Stored dataset items
-- Opening Marker --
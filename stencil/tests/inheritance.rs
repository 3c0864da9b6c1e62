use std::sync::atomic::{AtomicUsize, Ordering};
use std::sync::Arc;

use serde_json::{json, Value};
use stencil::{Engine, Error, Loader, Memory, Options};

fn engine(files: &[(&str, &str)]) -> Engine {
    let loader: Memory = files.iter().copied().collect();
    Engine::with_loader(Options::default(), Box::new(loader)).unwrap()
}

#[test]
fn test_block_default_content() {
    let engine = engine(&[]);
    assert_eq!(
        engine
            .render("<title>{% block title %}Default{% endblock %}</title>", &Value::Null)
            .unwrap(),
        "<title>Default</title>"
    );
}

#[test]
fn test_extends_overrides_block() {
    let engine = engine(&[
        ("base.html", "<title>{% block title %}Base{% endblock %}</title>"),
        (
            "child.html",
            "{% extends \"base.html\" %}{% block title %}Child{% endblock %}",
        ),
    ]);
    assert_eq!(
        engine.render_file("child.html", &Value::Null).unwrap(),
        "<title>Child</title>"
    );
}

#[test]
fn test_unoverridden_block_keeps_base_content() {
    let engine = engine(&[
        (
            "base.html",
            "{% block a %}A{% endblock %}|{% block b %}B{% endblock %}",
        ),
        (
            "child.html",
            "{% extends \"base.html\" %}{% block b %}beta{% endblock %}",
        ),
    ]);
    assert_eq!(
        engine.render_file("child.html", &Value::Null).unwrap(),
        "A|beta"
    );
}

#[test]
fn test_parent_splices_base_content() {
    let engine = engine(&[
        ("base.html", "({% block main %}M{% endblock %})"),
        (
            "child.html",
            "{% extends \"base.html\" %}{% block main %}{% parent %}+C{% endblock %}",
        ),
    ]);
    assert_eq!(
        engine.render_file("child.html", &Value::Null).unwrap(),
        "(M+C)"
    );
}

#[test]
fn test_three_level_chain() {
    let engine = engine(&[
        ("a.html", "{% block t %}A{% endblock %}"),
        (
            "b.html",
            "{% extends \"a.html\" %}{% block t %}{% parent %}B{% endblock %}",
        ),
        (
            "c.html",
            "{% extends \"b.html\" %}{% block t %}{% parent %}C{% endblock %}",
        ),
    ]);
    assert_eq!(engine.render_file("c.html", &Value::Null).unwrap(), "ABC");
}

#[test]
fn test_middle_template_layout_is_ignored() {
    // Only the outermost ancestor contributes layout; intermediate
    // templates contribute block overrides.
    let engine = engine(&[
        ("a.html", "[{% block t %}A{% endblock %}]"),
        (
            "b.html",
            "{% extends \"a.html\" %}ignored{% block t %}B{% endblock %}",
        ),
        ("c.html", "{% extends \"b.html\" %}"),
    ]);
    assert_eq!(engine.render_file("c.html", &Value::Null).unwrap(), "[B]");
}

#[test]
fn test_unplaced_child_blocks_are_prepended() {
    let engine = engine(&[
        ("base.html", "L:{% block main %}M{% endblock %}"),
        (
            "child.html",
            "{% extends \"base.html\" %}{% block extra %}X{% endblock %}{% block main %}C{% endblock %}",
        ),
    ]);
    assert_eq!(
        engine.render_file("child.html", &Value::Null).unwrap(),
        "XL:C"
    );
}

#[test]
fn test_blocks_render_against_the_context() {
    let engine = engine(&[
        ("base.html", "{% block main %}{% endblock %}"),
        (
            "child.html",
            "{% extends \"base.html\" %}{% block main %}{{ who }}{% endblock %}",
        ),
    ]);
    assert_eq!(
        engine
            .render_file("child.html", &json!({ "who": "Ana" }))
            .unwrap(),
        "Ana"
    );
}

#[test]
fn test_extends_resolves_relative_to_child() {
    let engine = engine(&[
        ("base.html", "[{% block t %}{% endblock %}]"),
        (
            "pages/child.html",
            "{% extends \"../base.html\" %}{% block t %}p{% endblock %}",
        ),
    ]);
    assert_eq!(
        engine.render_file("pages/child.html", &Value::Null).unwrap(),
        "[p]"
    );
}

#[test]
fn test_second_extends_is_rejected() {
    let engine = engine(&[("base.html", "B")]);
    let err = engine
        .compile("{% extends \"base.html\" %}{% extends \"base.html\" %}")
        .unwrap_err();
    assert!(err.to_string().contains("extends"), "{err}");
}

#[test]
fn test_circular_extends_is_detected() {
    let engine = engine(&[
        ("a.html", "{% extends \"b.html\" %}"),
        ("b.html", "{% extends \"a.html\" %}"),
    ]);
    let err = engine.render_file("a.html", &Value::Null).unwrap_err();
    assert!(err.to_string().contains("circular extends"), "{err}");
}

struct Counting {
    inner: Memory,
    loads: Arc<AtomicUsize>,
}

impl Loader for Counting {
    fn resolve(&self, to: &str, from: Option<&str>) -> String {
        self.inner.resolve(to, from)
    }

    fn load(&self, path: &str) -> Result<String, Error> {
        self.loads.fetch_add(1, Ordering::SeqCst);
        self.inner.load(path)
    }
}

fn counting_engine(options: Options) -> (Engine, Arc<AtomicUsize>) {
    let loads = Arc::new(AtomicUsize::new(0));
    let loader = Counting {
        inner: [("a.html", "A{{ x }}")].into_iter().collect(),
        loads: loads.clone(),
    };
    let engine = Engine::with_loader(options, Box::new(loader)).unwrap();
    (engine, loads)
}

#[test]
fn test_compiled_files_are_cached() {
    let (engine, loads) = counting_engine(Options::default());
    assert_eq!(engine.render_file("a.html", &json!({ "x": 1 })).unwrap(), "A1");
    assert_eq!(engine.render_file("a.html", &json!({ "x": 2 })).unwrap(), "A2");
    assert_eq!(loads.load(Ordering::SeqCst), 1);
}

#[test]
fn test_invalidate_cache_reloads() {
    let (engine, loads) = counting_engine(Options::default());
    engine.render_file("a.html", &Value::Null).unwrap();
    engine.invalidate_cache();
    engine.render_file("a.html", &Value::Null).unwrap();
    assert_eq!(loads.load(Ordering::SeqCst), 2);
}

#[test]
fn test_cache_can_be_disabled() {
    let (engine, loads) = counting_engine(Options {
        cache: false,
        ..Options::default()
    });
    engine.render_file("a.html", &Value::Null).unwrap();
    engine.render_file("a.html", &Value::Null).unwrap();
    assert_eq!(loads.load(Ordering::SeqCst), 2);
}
-- Closing Marker --
-- Opening Marker --
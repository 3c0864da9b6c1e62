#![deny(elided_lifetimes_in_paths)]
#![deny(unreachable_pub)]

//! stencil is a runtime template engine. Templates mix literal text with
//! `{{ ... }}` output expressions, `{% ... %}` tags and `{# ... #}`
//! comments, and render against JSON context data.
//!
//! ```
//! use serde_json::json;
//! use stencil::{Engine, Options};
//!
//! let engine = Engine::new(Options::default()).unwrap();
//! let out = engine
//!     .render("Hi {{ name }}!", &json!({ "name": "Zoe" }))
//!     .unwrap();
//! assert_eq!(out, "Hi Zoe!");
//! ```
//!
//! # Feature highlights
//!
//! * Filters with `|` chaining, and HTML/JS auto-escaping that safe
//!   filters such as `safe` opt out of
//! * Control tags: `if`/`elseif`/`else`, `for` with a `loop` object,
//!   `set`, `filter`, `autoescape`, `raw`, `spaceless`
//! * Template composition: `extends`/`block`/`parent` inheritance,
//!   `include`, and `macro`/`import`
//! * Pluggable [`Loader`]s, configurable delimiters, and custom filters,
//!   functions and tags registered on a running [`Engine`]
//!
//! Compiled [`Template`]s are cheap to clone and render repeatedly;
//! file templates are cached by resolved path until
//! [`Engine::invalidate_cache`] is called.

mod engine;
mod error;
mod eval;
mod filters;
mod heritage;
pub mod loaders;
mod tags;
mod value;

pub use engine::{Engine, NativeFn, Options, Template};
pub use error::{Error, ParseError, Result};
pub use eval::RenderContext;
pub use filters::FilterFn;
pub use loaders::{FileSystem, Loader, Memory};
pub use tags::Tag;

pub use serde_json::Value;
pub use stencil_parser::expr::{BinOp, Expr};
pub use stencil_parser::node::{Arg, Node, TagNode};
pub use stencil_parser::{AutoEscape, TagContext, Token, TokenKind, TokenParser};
-- Closing Marker --
-- Opening Marker --
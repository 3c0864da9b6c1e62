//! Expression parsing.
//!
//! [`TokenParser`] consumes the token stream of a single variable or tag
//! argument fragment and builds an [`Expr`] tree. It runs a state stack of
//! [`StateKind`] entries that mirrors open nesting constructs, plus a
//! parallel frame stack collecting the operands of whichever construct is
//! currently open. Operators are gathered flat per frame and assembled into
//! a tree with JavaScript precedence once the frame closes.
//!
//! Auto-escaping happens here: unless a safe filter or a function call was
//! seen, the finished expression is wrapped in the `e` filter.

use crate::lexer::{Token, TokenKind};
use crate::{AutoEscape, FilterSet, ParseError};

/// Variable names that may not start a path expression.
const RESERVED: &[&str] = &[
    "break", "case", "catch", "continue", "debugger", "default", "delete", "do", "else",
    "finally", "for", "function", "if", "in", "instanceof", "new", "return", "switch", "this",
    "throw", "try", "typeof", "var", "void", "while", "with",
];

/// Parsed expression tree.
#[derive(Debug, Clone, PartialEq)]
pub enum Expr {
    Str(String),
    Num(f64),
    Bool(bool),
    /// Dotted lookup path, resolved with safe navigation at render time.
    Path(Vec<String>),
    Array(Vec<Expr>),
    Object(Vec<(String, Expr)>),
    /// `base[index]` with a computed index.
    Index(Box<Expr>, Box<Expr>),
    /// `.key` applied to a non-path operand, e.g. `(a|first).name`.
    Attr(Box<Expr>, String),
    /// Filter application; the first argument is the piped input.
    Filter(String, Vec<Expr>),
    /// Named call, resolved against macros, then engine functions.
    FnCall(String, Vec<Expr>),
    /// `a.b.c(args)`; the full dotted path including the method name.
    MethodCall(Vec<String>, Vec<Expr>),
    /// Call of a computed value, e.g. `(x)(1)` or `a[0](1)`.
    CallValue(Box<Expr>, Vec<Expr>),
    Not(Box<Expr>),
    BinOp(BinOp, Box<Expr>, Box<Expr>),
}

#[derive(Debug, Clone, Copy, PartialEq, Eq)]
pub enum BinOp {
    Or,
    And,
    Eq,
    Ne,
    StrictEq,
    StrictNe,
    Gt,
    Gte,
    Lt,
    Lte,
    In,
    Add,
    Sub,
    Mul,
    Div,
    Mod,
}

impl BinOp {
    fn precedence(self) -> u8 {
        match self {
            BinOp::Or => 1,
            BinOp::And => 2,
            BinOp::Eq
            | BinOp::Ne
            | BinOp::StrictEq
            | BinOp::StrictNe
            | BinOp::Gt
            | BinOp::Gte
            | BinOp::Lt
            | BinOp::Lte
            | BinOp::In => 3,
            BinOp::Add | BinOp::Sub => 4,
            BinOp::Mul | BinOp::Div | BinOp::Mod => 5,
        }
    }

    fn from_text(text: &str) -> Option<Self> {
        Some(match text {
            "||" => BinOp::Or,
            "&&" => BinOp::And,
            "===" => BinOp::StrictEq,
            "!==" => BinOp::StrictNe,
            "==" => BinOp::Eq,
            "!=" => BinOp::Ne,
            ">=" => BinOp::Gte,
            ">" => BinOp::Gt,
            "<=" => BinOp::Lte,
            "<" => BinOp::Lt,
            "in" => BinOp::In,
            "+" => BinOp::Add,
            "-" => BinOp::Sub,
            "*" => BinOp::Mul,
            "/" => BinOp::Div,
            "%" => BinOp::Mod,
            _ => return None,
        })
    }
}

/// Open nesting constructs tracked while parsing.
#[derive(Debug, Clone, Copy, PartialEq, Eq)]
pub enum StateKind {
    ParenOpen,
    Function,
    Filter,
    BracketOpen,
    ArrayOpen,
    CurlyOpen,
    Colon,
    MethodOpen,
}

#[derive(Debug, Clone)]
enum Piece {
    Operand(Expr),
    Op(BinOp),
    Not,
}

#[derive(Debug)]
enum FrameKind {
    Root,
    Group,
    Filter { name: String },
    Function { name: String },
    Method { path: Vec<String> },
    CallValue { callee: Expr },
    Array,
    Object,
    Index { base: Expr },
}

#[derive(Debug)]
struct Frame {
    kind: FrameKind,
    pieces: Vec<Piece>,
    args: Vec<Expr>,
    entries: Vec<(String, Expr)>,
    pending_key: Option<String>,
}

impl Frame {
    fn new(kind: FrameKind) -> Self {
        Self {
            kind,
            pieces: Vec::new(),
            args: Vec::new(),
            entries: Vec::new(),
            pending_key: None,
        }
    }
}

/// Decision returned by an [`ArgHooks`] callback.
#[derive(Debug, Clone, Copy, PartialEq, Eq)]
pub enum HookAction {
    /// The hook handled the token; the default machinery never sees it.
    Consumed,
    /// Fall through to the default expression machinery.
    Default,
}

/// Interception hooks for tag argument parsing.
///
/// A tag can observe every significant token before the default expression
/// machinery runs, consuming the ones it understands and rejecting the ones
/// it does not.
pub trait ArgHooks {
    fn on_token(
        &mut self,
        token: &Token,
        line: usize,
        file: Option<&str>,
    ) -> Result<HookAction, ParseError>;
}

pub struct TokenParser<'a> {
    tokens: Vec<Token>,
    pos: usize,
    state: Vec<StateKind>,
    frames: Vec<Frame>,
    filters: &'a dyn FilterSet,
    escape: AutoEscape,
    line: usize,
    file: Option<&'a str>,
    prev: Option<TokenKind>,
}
-- Closing Marker --
Task statement.
Each line above that has the word "inheritance" should be copied.

Solution for this exercise.
filename stencil/tests/inheritance.rs
//! * Template composition: `extends`/`block`/`parent` inheritance,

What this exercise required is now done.